The specifics of the scandal involve outright fraud by people outside of the ivory tower trying to get their kids into the penthouse—elite institutions including Yale and UCLA. There is no evidence of which I’m aware that the schools themselves encouraged such fraud, though some employees, seeking to enrich themselves, allegedly did. This was especially true of coaches, including a former Georgetown University tennis coach who reportedly took in $2.7 million to put kids on athletics admissions lists. And even if the schools did not condone their behavior, these individuals nonetheless illustrate something crucial about the whole system: just because you work at a place with a nonprofit tax designation doesn’t mean you cease to be self‐interested. Indeed, trying to maximize one’s happiness is a very human thing to do.

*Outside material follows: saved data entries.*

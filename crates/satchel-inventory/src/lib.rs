//! # Satchel Inventory
//!
//! Inventory selection and layout engine.
//!
//! This crate turns an item graph into paged, categorized columns and runs
//! the selection sessions built on top of them:
//! - Item graph model and RON world descriptions
//! - Entries, collation groups and columns with paging
//! - Presets deciding eligibility, captions and ordering
//! - The selector and the multiselector with its ledger
//! - Pick, compare, drop, insert, pickup and examine selectors
//! - Two-pane trade session
//! - Settings persistence and the rendering seam

#![warn(missing_docs)]
#![warn(clippy::all)]
#![deny(clippy::unwrap_used)]

pub mod category;
pub mod column;
pub mod compare;
pub mod drop;
pub mod entry;
pub mod error;
pub mod examine;
pub mod filter;
pub mod focus;
pub mod input;
pub mod insert;
pub mod multiselect;
pub mod pick;
pub mod pickup;
pub mod preset;
pub mod render;
pub mod selector;
pub mod settings;
pub mod stats;
pub mod trade;
pub mod world;
pub mod world_spec;

/// Prelude for convenient imports
pub mod prelude {
    pub use crate::category::*;
    pub use crate::column::*;
    pub use crate::compare::*;
    pub use crate::drop::*;
    pub use crate::entry::*;
    pub use crate::error::*;
    pub use crate::examine::*;
    pub use crate::filter::*;
    pub use crate::focus::*;
    pub use crate::input::*;
    pub use crate::insert::*;
    pub use crate::multiselect::*;
    pub use crate::pick::*;
    pub use crate::pickup::*;
    pub use crate::preset::*;
    pub use crate::render::*;
    pub use crate::selector::*;
    pub use crate::settings::*;
    pub use crate::stats::*;
    pub use crate::trade::*;
    pub use crate::world::*;
    pub use crate::world_spec::*;
}

pub use prelude::*;

#[cfg(test)]
mod tests {
    use super::*;
    use satchel_common::{CharacterId, Tripoint};

    #[test]
    fn test_selector_over_spec_world() {
        let spec = WorldSpec {
            characters: vec![CharacterSpec {
                worn: vec![ItemSpec {
                    type_id: "jacket".to_string(),
                    category: "clothing".to_string(),
                    ..ItemSpec::default()
                }],
                ..CharacterSpec::default()
            }],
            tiles: vec![TileSpec {
                position: Tripoint::new(1, 0, 0),
                items: vec![ItemSpec {
                    type_id: "apple".to_string(),
                    category: "food".to_string(),
                    count: 3,
                    ..ItemSpec::default()
                }],
                ..TileSpec::default()
            }],
            ..WorldSpec::default()
        };
        let world = spec.build().expect("world");
        assert_eq!(world.len(), 4);
        assert_eq!(
            world.character(CharacterId::PLAYER).map(|c| c.worn.len()).ok(),
            Some(1)
        );
    }

    #[test]
    fn test_money_and_trade_acceptance() {
        assert_eq!(format_money(1234), "$12.34");
        let profile = TradeProfile {
            max_credit: 500,
            ..TradeProfile::default()
        };
        assert!(will_accept_trade(&profile, -500));
        assert!(!will_accept_trade(&profile, -501));
    }
}
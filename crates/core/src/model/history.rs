use chrono::{DateTime, Utc};
use serde::{Deserialize, Serialize};

use crate::model::question::Question;

/// Grading outcome of one question.
#[derive(Debug, Clone, Copy, PartialEq, Eq, Hash, Serialize, Deserialize)]
#[serde(rename_all = "snake_case")]
pub enum Outcome {
    Correct,
    Wrong,
    Skipped,
}

impl Outcome {
    #[must_use]
    pub fn from_correctness(is_correct: bool) -> Self {
        if is_correct {
            Self::Correct
        } else {
            Self::Wrong
        }
    }
}

/// In-session grading record for a question, keyed by question id by its owner.
#[derive(Debug, Clone, PartialEq, Eq, Serialize, Deserialize)]
pub struct HistoryEntry {
    pub outcome: Outcome,
    pub graded_at: DateTime<Utc>,
    pub question: Question,
}

impl HistoryEntry {
    #[must_use]
    pub fn new(outcome: Outcome, graded_at: DateTime<Utc>, question: Question) -> Self {
        Self {
            outcome,
            graded_at,
            question,
        }
    }
}
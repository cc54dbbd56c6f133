use chrono::{DateTime, Utc};
use practice_core::Clock;
use practice_core::model::{
    Answer, CompletedSession, HistoryId, Outcome, Question, ScoreSummary, TestId, TestKind, Topic,
};
use serde::Serialize;
use storage::repository::{HistoryRepository, StorageError};

use crate::config::SessionConfig;
use crate::error::{SessionError, SubmitError};

use super::navigation::Navigation;
use super::presentation::{FontSize, Presentation};
use super::scoring::Scoring;
use super::snapshot::SessionSnapshot;
use super::timer::{TickOutcome, Timer};

#[derive(Debug, Clone, Copy, PartialEq, Eq, Default, Serialize)]
#[serde(rename_all = "snake_case")]
pub enum Lifecycle {
    #[default]
    Uninitialized,
    Loading,
    Active,
    Completed,
}

/// Everything `SessionEngine::init` needs to start a session.
#[derive(Debug, Clone)]
pub struct SessionInit {
    pub session_id: TestId,
    pub kind: TestKind,
    pub topic: Option<Topic>,
    pub questions: Vec<Question>,
}

#[derive(Debug, Clone, Copy, PartialEq, Eq)]
pub enum AnswerOutcome {
    Recorded { is_correct: bool },
    /// Stored without grading (written answers).
    Ungraded,
    Ignored,
}

#[derive(Debug, Clone, Copy, PartialEq, Eq)]
pub enum AdvanceOutcome {
    Moved { index: usize },
    /// The advance was made from the last question.
    Completed,
    Ignored,
}

/// First half of a submission: what the caller has to persist, if anything.
#[derive(Debug, Clone)]
pub enum SubmitPlan {
    Persist(CompletedSession),
    AlreadyPersisted(HistoryId),
}

#[derive(Debug, Clone)]
struct ActiveSession {
    session_id: TestId,
    kind: TestKind,
    topic: Topic,
}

If the Varsity Blues bribery and cheating scandal has done anything positive, it has been to shine some light on a basic reality: very little in higher education is truly nonprofit. It turns out some analysts—and residents—of the ivory tower have been making this point for years. But nothing elevates things in the public consciousness like rich people—especially celebrities—behaving badly.
Of course, all schools are populated by human beings, hence all are inclined to maximize their profit: the benefits they get versus their costs. As the late Henry Manne, who taught at Emory University, the University of Wisconsin, George Mason University, and other institutions, explains in his chapter—a reprint of this 2014 essay—in a new book I co‐edited, the idea that people in organizations with nonprofit tax status do not seek profit “is a hallowed and egregious myth. Human nature does not change with the legal structure of the employing organization. Managers of nonprofit organizations are no less interested in maximizing personal utility than are managers of for‐profit firms.”
Varsity Blues has inspired people to pay new attention to the many legal ways putatively nonprofit institutions pursue monetary gain through admissions. These include opening places to less qualified children of big donors, and legacy admissions maintained with continued financial commitment in mind. And let’s face it, presidential pay in the millions, and endowments in the billions, don’t exactly say “we just want to break even.”
Despite a lot of clear money‐seeking, as Manne notes, the way profit is manifested in putatively nonprofit colleges is often different than in for‐profit ventures, where profit is largely defined as, simply, bringing in revenue exceeding costs. Not‐for‐profits tend to obfuscate this because they can’t deliver profits to owners or investors. So they spend all the revenue within the confines and membership of the institution and call it all “costs.” But those costs are often just ways of making the lives of those in the tower more pleasant. “Can anyone believe that light teaching loads, generous research leaves, tenure, high salaries, political correctness, and so on represent anything other than ‘profits’ to faculties,” asks Manne.
Just consider the nature of academic work: It can be very pleasant to tackle a subject that you find of immense interest. And if the immediate, and maybe ultimate, result of one’s work is likely to be much more academic than practical—e.g., the next journal article on Shakespeare—it is a huge boon to be able to earn a living doing it. That is profit. Add in the increasingly opulent trappings of many colleges, including waterparks, as well as other perks, and the profit can be substantial. Sure, you won’t be Jeff Bezos rich, but you also did not take Bezos risk or have the same extraordinary demand for your service. Oh, and you get that profit in part via massive taxpayer subsidies in various forms, including student aid, often direct subsidies and preferential tax treatment.
Human nature is the same no matter the tax designation of the institution. Hopefully, the biggest scandal to shake the ivory tower in quite some time will help more and more people to see that.